He said it through his teeth with such a concentration of rage in his tones that it was easy to guess where the sore rankled.

I looked at him gravely. "Does it become you, sir, do you think, to gird at one who is your prisoner?"

"And did you not gird at me when it was your turn?" he flashed back fiercely. "Did not you and she laugh together over that poor, fond fool Cosimo whose money she took so very freely, and yet who seems to have been the only one excluded from her favours?"

"You lie, you dog!" I blazed at him, so fiercely that the men turned in their saddles. He paled, and half raised the gauntleted hand in which he carried his whip. But he controlled himself, and barked an order to his followers:

"Ride on, there!"

When they had drawn off a little, and we were alone again, "I do not lie, sir," he said. "It is a practice which I leave to shavelings of all degrees."

"If you say that she took aught from you, then you lie," I repeated.

He considered me steadily. "Fool!" he said at last. "Whence else came her jewels and fine clothes?

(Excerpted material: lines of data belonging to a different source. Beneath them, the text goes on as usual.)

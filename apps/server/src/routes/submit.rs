use axum::extract::State;
use axum::routing::post;
use axum::{Json, Router};
use eventbus::Topic;
use serde::{Deserialize, Serialize};

use crate::state::AppState;

#[derive(Deserialize)]
pub struct SubmitRequest {
    audio_urls: Vec<String>,
    submission_url: String,
    total_questions: u32,
}

#[derive(Serialize)]
pub struct SubmitResponse {
    submission_url: String,
    published: usize,
}

pub fn router() -> Router<AppState> {
    Router::new().route("/submit", post(submit))
}

/// Splits one submission into one `STUDENT_SUBMISSION` publish per audio
/// URL (spec §6). Each published event carries a single `audio_url` and
/// the question number derived from its position, since downstream
/// (audio conversion, transcription) work is scoped per question.
async fn submit(State(state): State<AppState>, Json(request): Json<SubmitRequest>) -> Json<SubmitResponse> {
    for (index, audio_url) in request.audio_urls.iter().enumerate() {
        let question_number = (index + 1) as u32;
        let payload = serde_json::json!({
            "submission_url": request.submission_url,
            "question_number": question_number,
            "audio_url": audio_url,
            "total_questions": request.total_questions,
        });
        state.publisher.publish(Topic::StudentSubmission, &payload).await;
    }

    Json(SubmitResponse {
        submission_url: request.submission_url,
        published: request.audio_urls.len(),
    })
}
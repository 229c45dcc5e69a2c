mod error;
mod store;
mod types;

pub use error::{Result, ResultsStoreError};
pub use store::{BeginFinalize, ResultsStore, StoreOutcome};
pub use types::{
    DurationFeedback, QuestionKey, QuestionNumber, QuestionResult, SubResult, SubmissionAggregate,
    SubmissionKey,
};
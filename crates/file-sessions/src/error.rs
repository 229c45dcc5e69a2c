use thiserror::Error;

pub type Result<T> = std::result::Result<T, FileSessionError>;

#[derive(Debug, Error)]
pub enum FileSessionError {
    #[error("file does not exist: {0}")]
    FileNotFound(String),

    #[error("session already registered: {0}")]
    AlreadyRegistered(String),
}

From Fifanti, do you think--that impecunious pedant? Or perhaps you imagine that it was from Gambara? In time that grasping prelate might have made the Duke pay. But pay, himself? By the Blood of God! he was never known to pay for anything.

"Or, yet again, do you suppose her finery was afforded her by Caro?--Messer Annibale Caro--who is so much in debt that he is never like to return to Piacenza, unless some dolt of a patron rewards him for his poetaster's labours.

"No, no, my shaveling. It was I who paid--I who was the fool. God! I more than suspected the others. But you. You saint... You!"

He flung up his head, and laughed bitterly and unpleasantly. "Ah, well!" he ended, "You are to pay, though in different kind. It is in the family, you see." And abruptly raising his voice he shouted to the men to wait.

Thereafter he rode ahead, alone and gloomy, whilst no less alone and gloomy rode I amid my guards. The thing he had revealed to me had torn away a veil from my silly eyes. It had made me understand a hundred little matters that hitherto had been puzzling me. And I saw how utterly and fatuously blind I had been to things which even Fra Gervasio had apprehended from just the relation he had drawn from me.

It was as we were entering Piacenza by the Gate of San Lazzaro that I again drew my cousin to my side.

"Sir Captain!" I called to him, for I could not bring myself to address him as cousin now. He came, inquiry in his eyes.

"Where is she now?" I asked.

He stared at me a moment, as if my effrontery astonished him. Then he shrugged and sneered. "I would I knew for certain," was his fierce answer. "I would I knew. Then should I have the pair of you." And I saw it in his face how unforgivingly he hated me out of his savage jealousy. "My Lord Gambara might tell you. I scarcely doubt it. Were I but certain, what a reckoning should I not present! He may be Governor of Piacenza, but were he Governor of Hell he should not escape me." And with that he rode ahead again, and left me.

The rumour of our coming sped through the streets ahead of us, and out of the houses poured the townsfolk to watch our passage and to point me out one to another with many whisperings and solemn head-waggings. And the farther we advanced, the greater was the concourse, until by the time we reached the square before the Communal Palace we found there what amounted to a mob awaiting us.

My guards closed round me as if to protect me from that crowd. But I was strangely without fear, and presently I was to see how little cause there was for any, and to realize that the action of my guards was sprung from a very different motive.

The people stood silent, and on every upturned face of which I caught a glimpse I saw something that was akin to pity. Presently, however, as we drew nearer to the Palace, a murmur began to rise. It swelled and grew fierce. Suddenly a cry rose vehement and clear.

"Rescue! Rescue!"

"He is the Lord of Mondolfo," shouted one tall fellow, "and the Cardinal-legate makes a cat's-paw of him! He is to suffer for Messer Gambara's villainy!"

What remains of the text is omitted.